Failed Encrypted Restore on Win10 and Duplicati 2.0

I seem to be having issues restoring with Duplicati. I get a message that says that my files were restored and a whole bunch or red warnings about invalid password or corrupted data. I’ve done this over and over with different sets of sample data trying to figure out what is going on. Duplicati is reinstating my folder directory structure just not the actual files therein. I have created the exact same backups without encryption and been able to do a proper restore.

I need the encryption part to work, it’s nice that I can create and restore non-encrypted archives but I should be able to do the same thing with AES-256 enabled and everything should work out just fine…

I’ve tried a few different ways to restore encrypted backups and none seem to work. Here’s one method that I’ve used:

Once I click the restore files link like in the pic above I get presented with a plain view of my folders, filenames and a 2 step process to restore the files. Seems all too easy, although I feel like I shouldn’t be able to see anything inside the archive until after I enter my passphrase, which I’m not asked for.

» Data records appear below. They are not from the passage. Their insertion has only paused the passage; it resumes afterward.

//! Starship storage: database models and CRUD repository.

mod model;
mod repository;

pub use model::{StarshipDB, StarshipPilotDB};
pub use repository::StarshipRepository;

pub(crate) use repository::{load_starship_details, replace_starship_pilots};
//! Species storage: database model and CRUD repository.

mod model;
mod repository;

pub use model::SpeciesDB;
pub use repository::SpeciesRepository;

pub(crate) use repository::load_species_details;
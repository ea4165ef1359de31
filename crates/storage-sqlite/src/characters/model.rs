use chrono::{DateTime, NaiveDateTime, Utc};
use diesel::prelude::*;

use holocron_core::characters::{Character, NewCharacter};
use holocron_core::sync::CharacterRecord;

#[derive(Queryable, Identifiable, Insertable, AsChangeset, Selectable, Debug, Clone)]
#[diesel(table_name = crate::schema::characters)]
#[diesel(check_for_backend(diesel::sqlite::Sqlite))]
#[diesel(treat_none_as_null = true)]
pub struct CharacterDB {
    pub id: String,
    pub name: String,
    pub height: String,
    pub mass: String,
    pub hair_color: String,
    pub skin_color: String,
    pub eye_color: String,
    pub birth_year: String,
    pub gender: String,
    pub planet_id: Option<String>,
    pub created_at: NaiveDateTime,
    pub updated_at: NaiveDateTime,
}

#[derive(Queryable, Identifiable, Insertable, Selectable, Debug, Clone)]
#[diesel(primary_key(character_id, species_id))]
#[diesel(table_name = crate::schema::character_species)]
#[diesel(check_for_backend(diesel::sqlite::Sqlite))]
pub struct CharacterSpeciesDB {
    pub character_id: String,
    pub species_id: String,
}

impl CharacterDB {
    pub fn from_new(
        new_character: &NewCharacter,
        planet_id: Option<String>,
        id: String,
        created_at: NaiveDateTime,
        updated_at: NaiveDateTime,
    ) -> Self {
        Self {
            id,
            name: new_character.name.clone(),
            height: new_character.height.clone(),
            mass: new_character.mass.clone(),
            hair_color: new_character.hair_color.clone(),
            skin_color: new_character.skin_color.clone(),
            eye_color: new_character.eye_color.clone(),
            birth_year: new_character.birth_year.clone(),
            gender: new_character.gender.clone(),
            planet_id,
            created_at,
            updated_at,
        }
    }

    pub fn from_record(
        record: &CharacterRecord,
        planet_id: Option<String>,
        id: String,
        created_at: NaiveDateTime,
        updated_at: NaiveDateTime,
    ) -> Self {
        Self {
            id,
            name: record.name.clone(),
            height: record.height.clone(),
            mass: record.mass.clone(),
            hair_color: record.hair_color.clone(),
            skin_color: record.skin_color.clone(),
            eye_color: record.eye_color.clone(),
            birth_year: record.birth_year.clone(),
            gender: record.gender.clone(),
            planet_id,
            created_at,
            updated_at,
        }
    }
}

impl From<CharacterDB> for Character {
    fn from(row: CharacterDB) -> Self {
        Character {
            id: row.id,
            name: row.name,
            height: row.height,
            mass: row.mass,
            hair_color: row.hair_color,
            skin_color: row.skin_color,
            eye_color: row.eye_color,
            birth_year: row.birth_year,
            gender: row.gender,
            planet_id: row.planet_id,
            created_at: DateTime::<Utc>::from_naive_utc_and_offset(row.created_at, Utc),
            updated_at: DateTime::<Utc>::from_naive_utc_and_offset(row.updated_at, Utc),
        }
    }
}
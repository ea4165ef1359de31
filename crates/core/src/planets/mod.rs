//! Planet domain model and repository contract.

use async_trait::async_trait;

use crate::Result;

mod model;
pub use model::*;

#[async_trait]
pub trait PlanetRepositoryTrait: Send + Sync {
    fn list_planets(&self) -> Result<Vec<Planet>>;
    fn get_planet(&self, planet_id: &str) -> Result<Planet>;
    async fn create_planet(&self, new_planet: NewPlanet) -> Result<Planet>;
    async fn update_planet(&self, planet_id: &str, update: NewPlanet) -> Result<Planet>;
    async fn delete_planet(&self, planet_id: &str) -> Result<usize>;
}
use chrono::{DateTime, Utc};
use serde::{Deserialize, Serialize};

use crate::characters::CharacterDetails;

#[derive(Debug, Clone, PartialEq, Serialize, Deserialize)]
#[serde(rename_all = "camelCase")]
pub struct Vehicle {
    pub id: String,
    pub name: String,
    pub model: String,
    pub manufacturer: String,
    pub cost_in_credits: String,
    pub length: String,
    pub max_atmosphering_speed: String,
    pub crew: String,
    pub passengers: String,
    pub cargo_capacity: String,
    pub consumables: String,
    pub vehicle_class: String,
    pub created_at: DateTime<Utc>,
    pub updated_at: DateTime<Utc>,
}

/// Write model for creating or fully replacing a vehicle. `pilots` carries
/// local character ids and replaces the stored association set.
#[derive(Debug, Clone, Serialize, Deserialize)]
#[serde(rename_all = "camelCase")]
pub struct NewVehicle {
    pub name: String,
    pub model: String,
    pub manufacturer: String,
    pub cost_in_credits: String,
    pub length: String,
    pub max_atmosphering_speed: String,
    pub crew: String,
    pub passengers: String,
    pub cargo_capacity: String,
    pub consumables: String,
    pub vehicle_class: String,
    #[serde(default)]
    pub pilots: Vec<String>,
}

/// Vehicle with pilot details embedded.
#[derive(Debug, Clone, PartialEq, Serialize)]
#[serde(rename_all = "camelCase")]
pub struct VehicleDetails {
    #[serde(flatten)]
    pub vehicle: Vehicle,
    pub pilots: Vec<CharacterDetails>,
}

So at this point I continue onto the next screen and leave the defaults of restoring to original location and overwriting existing files. Then click restore. At no point during this restore process am I asked to give my AES passphrase.

Then a couple of minutes later, I’m informed files and folders are successfully restored. They are not. My directory structure and folders are restored but none of the actual files inside them. Here’s a sample of the error I’m getting:

I am at a loss here. I have tried and tried to restore a small sampling of my data just to make sure I understand exactly how all this works. I don’t feel as though I am doing anything wrong, but I must be since it’s not working.

The most surprising thing to note here is the 2 step process without having to enter passphrase.

I did try this method too:

This attempt I am presented with a 4 step process, not the 2 step process like above, I feel like both methods should probably be the same. I test my connection with success for the path to my backup location. So, moving on. Yes, now we’re talking. Duplicati is asking for my passphrase. Things seem like we’re all good. Entering my passphrase exposes the contents of my archive. All seems good and I check off my files to restore and proceed to the next/final step and leave the defaults in place. Basically, restore to the original location and overwrite existing. This attempt still fails, I get the same results as my first attempt.

What am I doing wrong? I really want this to work perfectly, as Duplicati seems to be just the right tool for my needs. Simple, on-schedule, local backups that are encrypted. I seem to be able to generate the backups on a nifty schedule but I can’t for the life of me restore them. That’s a big problem and one that I hope is an easy fix. What am I missing here?

Thank you kindly for your help.

After many trials and so forth I got it working! I can now create and restore AES encrypted backups with Duplicati.

All of my first attempts were using Google Chrome Browser and having Lastpass and Google store passwords/autofill etc. I read on this forum disabling those autofills fixed their problems. I disabled those features in Chrome and still no go.

I opened Duplicati in Microsoft Edge and made sure those features were shut down, I never use Edge so it’s pretty virgin as far as any collected data for input fields etc.

Well, low and behold, Duplicati restored my various encrypted backups with ease and with proper expectation of results!

Now I know that I should probably plan on using Edge or other browser pretty much exclusively with Duplicati to avoid having these issues. That was super frustrating.

Welcome to the forum @wrems77

I think Edge can do the same thing, but you can test and see. You’ve probably seen some notes on this elsewhere, but one common problem is that the web UI access password gets saved for convenience, however the password saver then autofills it into improper places, because the URLs look too similar…

If there was actually an intent to have autofill be a convenience, you could stop by this issue to say how:

Password saver may autofill too many places, getting --auth-password is not supported #4102

If you happen to be a web developer, your input is even more needed, because the solutions look clunky.

One workaround is to maintain a tight limit on what your browser or password keeper can autofill, so this might mean declining some offers to save. If you let it save, make sure it doesn’t get into the wrong spot. Duplicati’s HTML usage tends to have lots of URLs that look similar except for the anchor (string after #).

http://127.0.0.1:8200/ngax/index.html#/edit/2

might just be known to the autofill as the URL part ending in index.html, so it can’t tell which backup it got.
I’m somewhat hard pressed to think of any password that should get autofill besides GUI login, but inputs from people who use saved password autofill (I don’t) would be helpful in figuring out how hard a kill to try.

EDIT:

The password is saved. It has to be, otherwise unattended backups wouldn’t be possible. I guess there’s some risk of an unattended system giving access to backup, but a snoop has access to system directly.

Access to user interface password is the one I mentioned earlier, to keep others out of UI if that’s wanted.